England v Germany (2000) was the final match to be played at the old Wembley Stadium. The match was a 2002 World Cup qualifying game between England and Germany. Germany won the game 1–0, with the goal scored by Dietmar Hamann. England manager Kevin Keegan resigned from his position after this game. The return fixture in Munich, Germany, resulted in a 5–1 victory to England with Swedish Sven-Göran Eriksson as new England manager.

Background
The game took place on 7 October 2000. The demolition of Wembley Stadium had already been announced.

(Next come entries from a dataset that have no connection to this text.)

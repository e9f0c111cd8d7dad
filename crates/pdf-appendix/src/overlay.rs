//! Placement of small overlays on existing pages
//!
//! A page's `/Rotate` entry turns the raw content clockwise when the page is
//! displayed. Anything drawn into the raw content stream is turned with it, so
//! an overlay meant for a *visual* corner has to be placed at the raw corner
//! that ends up there and counter-rotated so its glyphs stay upright.
//!
//! Coordinates used below:
//! - raw `(x, y)`: the page's own content space, origin at the MediaBox corner
//! - visual `(u, v)`: the page as a viewer shows it after applying `/Rotate`

/// Stored page rotation, clockwise on display
#[derive(Debug, Clone, Copy, PartialEq, Eq, Default)]
pub enum PageRotation {
    #[default]
    None,
    Clockwise90,
    Clockwise180,
    Clockwise270,
}

impl PageRotation {
    /// Interpret a raw `/Rotate` value.
    ///
    /// Multiples of 90 (negative ones included) are normalized into 0..360.
    /// Missing or malformed values are treated as no rotation.
    pub fn from_raw(value: Option<i64>) -> Self {
        match value.map(|v| v.rem_euclid(360)) {
            Some(90) => PageRotation::Clockwise90,
            Some(180) => PageRotation::Clockwise180,
            Some(270) => PageRotation::Clockwise270,
            _ => PageRotation::None,
        }
    }

    pub fn degrees(self) -> i32 {
        match self {
            PageRotation::None => 0,
            PageRotation::Clockwise90 => 90,
            PageRotation::Clockwise180 => 180,
            PageRotation::Clockwise270 => 270,
        }
    }

    /// True when the visual frame swaps width and height
    pub fn is_quarter_turn(self) -> bool {
        matches!(
            self,
            PageRotation::Clockwise90 | PageRotation::Clockwise270
        )
    }
}

/// Geometry of one physical page before any overlay
#[derive(Debug, Clone, Copy, PartialEq)]
pub struct PageFrame {
    /// Lower-left corner of the MediaBox
    pub origin_x: f32,
    pub origin_y: f32,
    /// Raw MediaBox size
    pub width: f32,
    pub height: f32,
    pub rotation: PageRotation,
}

impl PageFrame {
    pub fn new(width: f32, height: f32, rotation: PageRotation) -> Self {
        Self {
            origin_x: 0.0,
            origin_y: 0.0,
            width,
            height,
            rotation,
        }
    }

    pub fn with_origin(mut self, origin_x: f32, origin_y: f32) -> Self {
        self.origin_x = origin_x;
        self.origin_y = origin_y;
        self
    }

    /// Size of the page as displayed
    pub fn visual_size(&self) -> (f32, f32) {
        if self.rotation.is_quarter_turn() {
            (self.height, self.width)
        } else {
            (self.width, self.height)
        }
    }

    /// Map a raw content-space point into the visual frame
    pub fn to_visual(&self, x: f32, y: f32) -> (f32, f32) {
        let x = x - self.origin_x;
        let y = y - self.origin_y;
        match self.rotation {
            PageRotation::None => (x, y),
            PageRotation::Clockwise90 => (y, self.width - x),
            PageRotation::Clockwise180 => (self.width - x, self.height - y),
            PageRotation::Clockwise270 => (self.height - y, x),
        }
    }
}

/// Corner of the page as the reader sees it
#[derive(Debug, Clone, Copy, PartialEq, Eq)]
pub enum Corner {
    TopLeft,
    TopRight,
    BottomLeft,
    BottomRight,
}

/// Where and how to draw an overlay box in raw page space
#[derive(Debug, Clone, Copy, PartialEq)]
pub struct OverlayPlacement {
    /// Lower-left corner of the raw-space rectangle the box covers
    pub draw_x: f32,
    pub draw_y: f32,
    /// Raw-space size of that rectangle (swapped for quarter turns)
    pub width: f32,
    pub height: f32,
    /// Counter-rotation applied to the content, counter-clockwise degrees
    pub extra_rotation: i32,
    /// `cm` matrix taking box-local upright coordinates to raw page space
    pub matrix: [f32; 6],
}

/// Place a `content` sized box at the visual `corner` of `frame`, inset by
/// `inset` (horizontal, vertical) in the visual frame.
pub fn place(
    frame: &PageFrame,
    content: (f32, f32),
    corner: Corner,
    inset: (f32, f32),
) -> OverlayPlacement {
    let (w, h) = content;
    let (visual_w, visual_h) = frame.visual_size();
    let (dx, dy) = inset;

    // Lower-left corner of the box in the visual frame
    let u0 = match corner {
        Corner::TopLeft | Corner::BottomLeft => dx,
        Corner::TopRight | Corner::BottomRight => visual_w - w - dx,
    };
    let v0 = match corner {
        Corner::BottomLeft | Corner::BottomRight => dy,
        Corner::TopLeft | Corner::TopRight => visual_h - h - dy,
    };

    let (pw, ph) = (frame.width, frame.height);
    let (ox, oy) = (frame.origin_x, frame.origin_y);

    let (matrix, extra_rotation, draw_x, draw_y, width, height) = match frame.rotation {
        PageRotation::None => ([1.0, 0.0, 0.0, 1.0, u0, v0], 0, u0, v0, w, h),
        PageRotation::Clockwise90 => (
            [0.0, 1.0, -1.0, 0.0, pw - v0, u0],
            90,
            pw - v0 - h,
            u0,
            h,
            w,
        ),
        PageRotation::Clockwise180 => (
            [-1.0, 0.0, 0.0, -1.0, pw - u0, ph - v0],
            180,
            pw - u0 - w,
            ph - v0 - h,
            w,
            h,
        ),
        PageRotation::Clockwise270 => (
            [0.0, -1.0, 1.0, 0.0, v0, ph - u0],
            270,
            v0,
            ph - u0 - w,
            h,
            w,
        ),
    };

    let mut matrix = matrix;
    matrix[4] += ox;
    matrix[5] += oy;

    OverlayPlacement {
        draw_x: draw_x + ox,
        draw_y: draw_y + oy,
        width,
        height,
        extra_rotation,
        matrix,
    }
}

impl OverlayPlacement {
    /// Apply the placement matrix to a box-local point
    pub fn transform(&self, a: f32, b: f32) -> (f32, f32) {
        let [m0, m1, m2, m3, m4, m5] = self.matrix;
        (m0 * a + m2 * b + m4, m1 * a + m3 * b + m5)
    }
}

Prior to the game, England's team selection was leaked to the media, leading to criticism from Keegan.

Match

Team selection
Both England and Germany fielded 4–4–2 formations. England centre-back Gareth Southgate was unusually played in a defensive midfield position ahead of Paul Ince and Dennis Wise.

Summary
The only goal of the game was scored by Dietmar Hamann after fourteen minutes. It came from a free kick awarded for a foul on Michael Ballack by Paul Scholes 30 yards from goal. German goalkeeper Oliver Kahn saved shots from Andy Cole and England captain Tony Adams in the first half and a David Beckham free kick in the second. England's David Seaman, who some had blamed for the first goal, saved a shot by Mehmet Scholl on 52 minutes.

Details

Aftermath
Immediately after the game, Keegan resigned as manager of England. England under-21 coach Howard Wilkinson was appointed as caretaker manager by the Football Association. He was succeeded by Sven-Goran Eriksson, who led England to a 5–1 victory over Germany in the return fixture.

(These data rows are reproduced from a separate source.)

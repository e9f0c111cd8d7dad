//! Saved bundle projects
//!
//! A project file is JSON holding the layout settings and every input
//! document as base64 PDF bytes, so a bundle can be regenerated later
//! without the original files.

use std::path::Path;

use base64::Engine;
use base64::engine::general_purpose::STANDARD;
use serde::{Deserialize, Serialize};

use crate::generate::{Appendix, GenerationJob};
use crate::io::SourceDocument;
use crate::types::{AppendixError, LayoutSettings, NumberingSystem, Result, Template};

pub const PROJECT_VERSION: &str = "2.2";

fn default_true() -> bool {
    true
}

/// One stored input document
#[derive(Debug, Clone, PartialEq, Serialize, Deserialize)]
pub struct ProjectEntry {
    pub name: String,
    #[serde(default)]
    pub title: String,
    pub pages: usize,
    pub pdf_base64: String,
}

#[derive(Debug, Clone, PartialEq, Serialize, Deserialize)]
pub struct ProjectFile {
    pub version: String,
    #[serde(default)]
    pub created: String,
    #[serde(default)]
    pub numbering: NumberingSystem,
    #[serde(default)]
    pub template: Template,
    #[serde(default = "default_true")]
    pub add_marking: bool,
    #[serde(default)]
    pub main_index: usize,
    #[serde(default)]
    pub files: Vec<ProjectEntry>,
}

impl ProjectFile {
    /// Snapshot a job. The main document is stored first.
    pub fn from_job(job: &GenerationJob) -> Self {
        let entry = |title: &str, source: &SourceDocument| ProjectEntry {
            name: source.name.clone(),
            title: title.to_string(),
            pages: source.page_count,
            pdf_base64: STANDARD.encode(&source.pdf_bytes),
        };

        let mut files = Vec::with_capacity(job.appendices.len() + 1);
        files.push(entry("", &job.main));
        files.extend(job.appendices.iter().map(|a| entry(&a.title, &a.source)));

        Self {
            version: PROJECT_VERSION.to_string(),
            created: chrono::Local::now().format("%Y-%m-%dT%H:%M:%S%.6f").to_string(),
            numbering: job.settings.numbering,
            template: job.settings.template,
            add_marking: job.settings.stamp_appendices,
            main_index: 0,
            files,
        }
    }

    pub fn settings(&self) -> LayoutSettings {
        LayoutSettings {
            numbering: self.numbering,
            template: self.template,
            stamp_appendices: self.add_marking,
        }
    }

    /// Decode every stored document. `main_index` picks the main document;
    /// the rest become appendices in stored order.
    pub fn into_job(self) -> Result<GenerationJob> {
        let settings = self.settings();
        if self.files.is_empty() {
            return Err(AppendixError::NoMainDocument);
        }
        let main_index = if self.main_index < self.files.len() {
            self.main_index
        } else {
            log::warn!(
                "Project main index {} out of range, using the first file",
                self.main_index
            );
            0
        };

        let mut main = None;
        let mut appendices = Vec::with_capacity(self.files.len() - 1);
        for (index, file) in self.files.into_iter().enumerate() {
            let bytes = STANDARD.decode(file.pdf_base64.as_bytes()).map_err(|e| {
                AppendixError::Project(format!("'{}' has invalid base64 data: {}", file.name, e))
            })?;
            let source = SourceDocument::from_bytes(file.name, bytes)?;
            if source.page_count != file.pages {
                log::warn!(
                    "'{}' was saved with {} pages but has {}",
                    source.name,
                    file.pages,
                    source.page_count
                );
            }
            if index == main_index {
                main = Some(source);
            } else {
                appendices.push(Appendix::new(file.title, source));
            }
        }

        let main = main.ok_or(AppendixError::NoMainDocument)?;
        Ok(GenerationJob {
            main,
            appendices,
            settings,
        })
    }

    pub fn from_json(bytes: &[u8]) -> Result<Self> {
        serde_json::from_slice(bytes)
            .map_err(|e| AppendixError::Project(format!("Failed to parse project: {}", e)))
    }

    pub fn to_json(&self) -> Result<String> {
        serde_json::to_string_pretty(self)
            .map_err(|e| AppendixError::Project(format!("Failed to serialize project: {}", e)))
    }

    pub async fn load(path: impl AsRef<Path>) -> Result<Self> {
        let bytes = tokio::fs::read(path).await?;
        Self::from_json(&bytes)
    }

    pub async fn save(&self, path: impl AsRef<Path>) -> Result<()> {
        tokio::fs::write(path, self.to_json()?).await?;
        Ok(())
    }
}

#[cfg(test)]
mod tests {
    use super::*;

    #[test]
    fn test_reads_legacy_labels() {
        let json = r#"{
            "version": "2.2",
            "created": "2024-01-01T10:00:00.000000",
            "numbering": "I II III (Roman)",
            "template": "מודרני (Modern)",
            "add_marking": false,
            "main_index": 1,
            "files": []
        }"#;
        let project = ProjectFile::from_json(json.as_bytes()).unwrap();
        assert_eq!(project.numbering, NumberingSystem::Roman);
        assert_eq!(project.template, Template::Modern);
        assert!(!project.settings().stamp_appendices);
        assert_eq!(project.main_index, 1);
    }

    #[test]
    fn test_missing_fields_take_defaults() {
        let project = ProjectFile::from_json(br#"{"version": "2.2"}"#).unwrap();
        assert_eq!(project.settings(), LayoutSettings::default());
        assert!(project.files.is_empty());
    }

    #[test]
    fn test_writes_lowercase_enums() {
        let project = ProjectFile::from_json(br#"{"version": "2.2", "numbering": "arabic"}"#).unwrap();
        let json = project.to_json().unwrap();
        assert!(json.contains(r#""numbering": "arabic""#));
        assert!(json.contains(r#""template": "classic""#));
    }

    #[test]
    fn test_empty_project_has_no_main_document() {
        let project = ProjectFile::from_json(br#"{"version": "2.2"}"#).unwrap();
        assert!(matches!(project.into_job(), Err(AppendixError::NoMainDocument)));
    }

    #[test]
    fn test_bad_base64_is_reported() {
        let json = r#"{"version": "2.2", "files": [
            {"name": "a.pdf", "title": "", "pages": 1, "pdf_base64": "***"}
        ]}"#;
        let err = ProjectFile::from_json(json.as_bytes()).unwrap().into_job().unwrap_err();
        assert!(matches!(err, AppendixError::Project(_)));
    }
}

Dietmar Hamann's goal was the last to be scored at the stadium. Hamann later stated in an interview that he regretted the fact that Keegan had resigned after the game, as he had supported Hamburger SV during Keegan's time at the club.

In May 2005, a poll to name a footbridge at the new Wembley Stadium saw the name Dietmar Hamann Bridge receive the most nominations. It was instead given the name White Horse Bridge.

See also
 England–Germany football rivalry

References

External links
2007 BBC Sport interview with Dietmar Hamann about the game

2000
2000
England v Germany
Eng
Ger
Events at Wembley Stadium
2000 sports events in London
Eng
Ger
England–Germany football rivalry
England v Germany
2002 FIFA World Cup qualification (UEFA)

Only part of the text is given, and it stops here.